You can create a wide range of mock data using any column name and an array of data types. For example, you can generate the following browser history data:
The Data Generator gem can only be a Source gem. It cannot be a Target gem.
Cluster requirements
Create a fabric and configure the Job Size, or login to an existing Spark cluster UI. To create a fabric and configure the job size in the Spark Cluster UI:
-
Login to your Databricks account.
-
Verify your Databricks Runtime uses Python version >= 3.8.
For example, Databricks Runtime 12.2 LTS uses Python 3.9.19. If you are using Databricks Runtime 12.2+, the Python version meets this requirement.
Prophecy requirements
Open a Prophecy project and upgrade the ProphecySparkBasicsPython
Dependency to 0.2.32
or later.
Connecting a Prophecy project to a Spark cluster with a different dependency version prompts the Spark cluster to restart.
If you use two Prophecy projects with the same Spark cluster, Spark restarts the cluster when each project attaches to the cluster, unless the ProphecySparkBasicsPython
and ProphecyLibsPython
versions match across both projects.
Solution: Upgrade all your Prophecy projects to the same ProphecySparkBasicsPython
and ProphecyLibsPython
versions, or use separate Spark clusters.
Source properties
The Source gem requires the following properties.

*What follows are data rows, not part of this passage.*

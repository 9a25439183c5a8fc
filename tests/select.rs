mod common;

use common::{employees, mirror_into_sqlite, sqlite_rows, table_rows};
use minirel::storage::TableSnapshot;
use minirel::{Column, DataType, Engine, SelectQuery, Table, Value};
use rusqlite::Connection;

fn compare_with_sqlite(condition: &str, sql_where: &str) {
    let table = employees();
    let conn = Connection::open_in_memory().expect("open sqlite");
    mirror_into_sqlite(&conn, &table);

    let ours = Engine::default()
        .select(&table, &SelectQuery::new("id, name").filter(condition))
        .expect("select");
    let theirs = sqlite_rows(
        &conn,
        &format!("SELECT id, name FROM emp WHERE {} ORDER BY rowid", sql_where),
    );
    assert_eq!(table_rows(&ours), theirs, "condition {}", condition);
}

#[test]
fn comparisons_match_sqlite() {
    compare_with_sqlite("salary > 4000", "salary > 4000");
    compare_with_sqlite("4000 >= salary", "4000 >= salary");
    compare_with_sqlite("dept_id = 10", "dept_id = 10");
    compare_with_sqlite("id <= 3", "id <= 3");
    compare_with_sqlite("name < 'D'", "name < 'D'");
}

#[test]
fn compound_operators_match_sqlite() {
    compare_with_sqlite("dept_id IN (20, 40)", "dept_id IN (20, 40)");
    compare_with_sqlite("salary BETWEEN 3000 AND 5000", "salary BETWEEN 3000 AND 5000");
    compare_with_sqlite("name BETWEEN B AND E", "name BETWEEN 'B' AND 'E'");
    compare_with_sqlite("name LIKE '%a%'", "name GLOB '*a*'");
    compare_with_sqlite("name LIKE '_r%'", "name GLOB '?r*'");
}

#[test]
fn like_is_a_full_match() {
    let table = employees();
    let engine = Engine::default();
    let result = engine
        .select(&table, &SelectQuery::new("name").filter("name LIKE 'A%'"))
        .expect("select");
    assert_eq!(table_rows(&result), vec![vec!["Alice".to_string()]]);

    let result = engine
        .select(&table, &SelectQuery::new("name").filter("name LIKE 'lic'"))
        .expect("select");
    assert!(result.rows().is_empty());
}

#[test]
fn projecting_a_null_value_keeps_the_row() {
    let table = employees();
    let conn = Connection::open_in_memory().expect("open sqlite");
    mirror_into_sqlite(&conn, &table);

    let result = Engine::default()
        .select(&table, &SelectQuery::new("salary"))
        .expect("select");
    assert_eq!(result.live_count(), 8);
    assert_eq!(result.rows()[4], vec![Value::Null]);
    assert_eq!(
        table_rows(&result),
        sqlite_rows(&conn, "SELECT salary FROM emp ORDER BY rowid")
    );
}

#[test]
fn tombstones_are_invisible_but_keep_their_slot() {
    let mut table = employees();
    let deleted = table.delete_where(Some("dept_id = 20")).expect("delete");
    assert_eq!(deleted, vec![1, 5]);
    assert_eq!(table.len(), 8);
    assert_eq!(table.live_count(), 6);

    let engine = Engine::default();
    let result = engine
        .select(&table, &SelectQuery::new("*"))
        .expect("select");
    assert_eq!(result.rows(), table.rows());
    assert_eq!(result.len(), 6);

    let id = table
        .insert(vec![
            Value::Integer(9),
            Value::from("Ivan"),
            Value::Integer(20),
            Value::Float(3300.0),
        ])
        .expect("insert");
    assert_eq!(id, 5);
    assert_eq!(table.len(), 8);
}

#[test]
fn system_tables_delete_physically() {
    let mut catalog = Table::new(
        "meta_tables",
        vec![
            Column::new("table_name", DataType::Text),
            Column::new("columns", DataType::Integer),
        ],
        Some("table_name"),
    )
    .expect("create catalog");
    catalog
        .insert(vec![Value::from("emp"), Value::Integer(4)])
        .expect("insert");
    catalog
        .insert(vec![Value::from("dept"), Value::Integer(2)])
        .expect("insert");
    catalog
        .delete_where(Some("table_name = emp"))
        .expect("delete");
    assert_eq!(catalog.len(), 1);
    assert!(catalog.insert_stack().is_empty());
}

#[test]
fn snapshot_round_trips_through_json() {
    let mut table = employees();
    table.delete_where(Some("id = 4")).expect("delete");
    let json = serde_json::to_string(&table.snapshot()).expect("serialize");
    let snapshot: TableSnapshot = serde_json::from_str(&json).expect("deserialize");
    let restored = Table::from_snapshot(snapshot).expect("restore");
    assert_eq!(restored, table);
}

#[test]
fn update_and_cast_follow_constraints() {
    let mut table = employees();
    let updated = table
        .update_where("salary", Value::Float(5000.0), Some("dept_id = 10"))
        .expect("update");
    assert_eq!(updated, 3);

    table.cast_column("salary", DataType::Integer).expect("cast");
    let result = Engine::default()
        .select(&table, &SelectQuery::new("salary").filter("id = 1"))
        .expect("select");
    assert_eq!(result.rows(), vec![vec![Value::Integer(5000)]]);
    assert_eq!(result.column_types(), vec![DataType::Integer]);

    assert!(table.cast_column("name", DataType::Integer).is_err());
    assert_eq!(table.column_types()[1], DataType::Text);
}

Property name | Description | Default |
---|---|---|
Provider | Type of random data to generate. For a list of the possible data providers, see Providers. | Random Name |
Column Name | Name for the output column. | None |
Data Type | Data type of the output column. | String |
Null Percentage (Optional) | Percent of values to populate as null in the generated column based on the row count. | None |
Providers
Prophecy offers the following data providers.
Data Provider | Description |
---|---|
Random Name | Generates random names. Select Full Name , First Name , or Last Name as the sub-types. |
Random Address | Generates random addresses. |
Random Email | Generates random emails. |
Random Phone Number | Generates random phone numbers based on the pattern you specify or the default pattern. For example, you can specify the pattern for a phone number as (###) ###-####. |
Random String UUID | Generates random UUID values as a string. |
Random Boolean Values | Generates random boolean values. |
Random Integer Numbers | Generates random integers within the range from the Start Value to theEnd Value you specify. |
Random Elements From List | Generates random values from the list of values you specify. |
Random Date | Generates random dates within the range you specify. |
Random DateTime | Generates random datetime values within the range you specify. |
Random Foreign Key Values | Randomly picks values from the foreign key column you specify. Select another table to act as the reference table and provide the location (e.g. catalog or database ). Select any column from the reference table to designate as the Reference Column Name . |
Store the data
By default, the Source gem does not save the newly generated data. To save the data, store the data in a Target gem:
-
Create a Target gem.
-
Connect your Source gem to your Target gem.
-
Configure the
Write Mode
property for the Target gem.This is very important because there is a new random seed each time you run the Source gem.
To see if Prophecy supports this gem in the Unity Catalog Shared Spark Clusters, see UC Shared Cluster Support.